What AHK-Cu is, how it compares to GHK-Cu, and how to track hair, scalp, and skin changes if you choose to use it.
At a glance
AHK-Cu is a copper-binding tripeptide made of alanine, histidine, and lysine complexed with copper. It is often discussed alongside GHK-Cu, with AHK-Cu positioned more toward hair follicle stimulation and GHK-Cu toward broader skin remodeling. The clinical evidence base is small, mostly in vitro and small cosmetic studies, and nothing here is an approved drug.
In cell and animal work, AHK-Cu has been associated with increased VEGF expression in dermal papilla cells, enlargement of hair follicles, and a longer anagen phase. The framing in self-experimenter circles is hair density and thickness rather than dramatic regrowth.

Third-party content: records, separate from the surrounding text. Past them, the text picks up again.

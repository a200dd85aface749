// Worker Lifecycle
//
// Install pre-populates the current cache generation and skips waiting;
// activate evicts every stale generation and claims open clients. There is
// no rollback: once a generation is evicted it cannot be restored.

use std::sync::Arc;

use futures::future::join_all;
use log::{debug, info, warn};
use tokio::sync::RwLock;
use url::Url;

use crate::config::WorkerConfig;
use crate::worker::best_effort;
use crate::worker::cache::{CacheGeneration, CacheStore};
use crate::worker::error::{Result, WorkerError};
use crate::worker::network::NetworkFetcher;
use crate::worker::types::{cache_key, resolve_url, FetchRequest, HttpMethod};

/// Lifecycle phases of the interception layer
#[derive(Debug, Clone, Copy, PartialEq, Eq)]
pub enum WorkerPhase {
    /// Constructed, not yet installed
    Parsed,
    /// Install event in progress (pre-cache population)
    Installing,
    /// Installed; skip-waiting makes this immediately eligible to activate
    Installed,
    /// Activate event in progress (stale generation eviction)
    Activating,
    /// Active and controlling clients
    Active,
}

impl WorkerPhase {
    pub fn as_str(&self) -> &'static str {
        match self {
            WorkerPhase::Parsed => "parsed",
            WorkerPhase::Installing => "installing",
            WorkerPhase::Installed => "installed",
            WorkerPhase::Activating => "activating",
            WorkerPhase::Active => "active",
        }
    }
}

/// Manages cache population and eviction across version boundaries
pub struct LifecycleManager {
    config: WorkerConfig,
    origin: Url,
    generation: CacheGeneration,
    cache: Arc<dyn CacheStore>,
    network: Arc<dyn NetworkFetcher>,
    phase: Arc<RwLock<WorkerPhase>>,
    claimed: Arc<RwLock<bool>>,
}

impl LifecycleManager {
    pub fn new(
        config: WorkerConfig,
        cache: Arc<dyn CacheStore>,
        network: Arc<dyn NetworkFetcher>,
    ) -> Result<Self> {
        let origin = Url::parse(&config.origin)
            .map_err(|_| WorkerError::InvalidUrl(config.origin.clone()))?;
        let generation = CacheGeneration::new(&config.cache_prefix, &config.cache_version);

        Ok(Self {
            config,
            origin,
            generation,
            cache,
            network,
            phase: Arc::new(RwLock::new(WorkerPhase::Parsed)),
            claimed: Arc::new(RwLock::new(false)),
        })
    }

    pub fn generation(&self) -> &CacheGeneration {
        &self.generation
    }

    pub async fn phase(&self) -> WorkerPhase {
        *self.phase.read().await
    }

    /// Whether this version has taken control of open clients
    pub async fn is_claimed(&self) -> bool {
        *self.claimed.read().await
    }

    /// Install: pre-fetch the configured entry points into the current
    /// generation. Each entry is attempted independently; individual
    /// failures never abort the batch or fail installation. Skip-waiting:
    /// the phase moves to `Installed` without waiting on a previous version.
    pub async fn install(&self) -> Result<()> {
        self.transition(&[WorkerPhase::Parsed], WorkerPhase::Installing)
            .await?;

        let attempts = join_all(
            self.config
                .precache
                .iter()
                .map(|path| best_effort("pre-cache entry", self.precache_entry(path))),
        )
        .await;

        let stored = attempts.iter().filter(|outcome| outcome.is_some()).count();
        info!(
            "installed cache generation {}: pre-cached {}/{} entries",
            self.generation.name(),
            stored,
            attempts.len()
        );

        debug!("skip waiting: {} eligible to activate immediately", self.generation.name());
        self.transition(&[WorkerPhase::Installing], WorkerPhase::Installed)
            .await
    }

    /// Activate: delete every cache generation other than the current one,
    /// then claim all open clients so the new interception logic applies
    /// without a reload.
    pub async fn activate(&self) -> Result<()> {
        self.transition(&[WorkerPhase::Installed], WorkerPhase::Activating)
            .await?;

        let names = match self.cache.cache_names().await {
            Ok(names) => names,
            Err(err) => {
                warn!("could not enumerate cache generations: {err}");
                Vec::new()
            }
        };

        for name in names {
            if !self.generation.is_stale(&name) {
                continue;
            }
            match self.cache.delete_cache(&name).await {
                Ok(_) => debug!("evicted stale cache generation {name}"),
                Err(err) => warn!("failed to evict stale cache generation {name}: {err}"),
            }
        }

        *self.claimed.write().await = true;
        info!("activated cache generation {}, claimed clients", self.generation.name());

        self.transition(&[WorkerPhase::Activating], WorkerPhase::Active)
            .await
    }

    /// Fetch one pre-cache entry and store it under the current generation
    async fn precache_entry(&self, path: &str) -> Result<()> {
        let url = resolve_url(&self.origin, path)?;
        let request = FetchRequest::get(url.as_str());

        let response = self.network.fetch(&request).await?;
        if !response.is_success() {
            return Err(WorkerError::network(
                url.as_str(),
                format!("status {}", response.status),
            ));
        }

        self.cache
            .put(
                &self.generation.name(),
                &cache_key(HttpMethod::Get, &url),
                response,
            )
            .await
    }

    async fn transition(&self, allowed_from: &[WorkerPhase], to: WorkerPhase) -> Result<()> {
        let mut phase = self.phase.write().await;
        if !allowed_from.contains(&*phase) {
            return Err(WorkerError::InvalidTransition {
                from: phase.as_str().to_string(),
                to: to.as_str().to_string(),
            });
        }
        *phase = to;
        Ok(())
    }
}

If you are combining with minoxidil, finasteride, or microneedling, that is the actual confound to plan around, not the peptide.
Most users who track honestly report modest density or thickness changes over 4–6 months, not a reversal of pattern hair loss. The peptide is unlikely to outperform established treatments like minoxidil or 5-alpha-reductase inhibitors. It may complement them.
AHK-Cu is plausible at a mechanism level and weak at a clinical-evidence level. It is most useful as a slow, low-risk addition to a tracked hair protocol, not as a primary treatment. The discipline of standardized photos and a single-variable test is what makes the experiment readable.
Peptide IA is an educational and self-tracking tool. Nothing in this post is medical advice. Doses mentioned reflect what is commonly reported in research literature — they are not recommendations. Always consult a qualified physician before starting, changing, or stopping any protocol.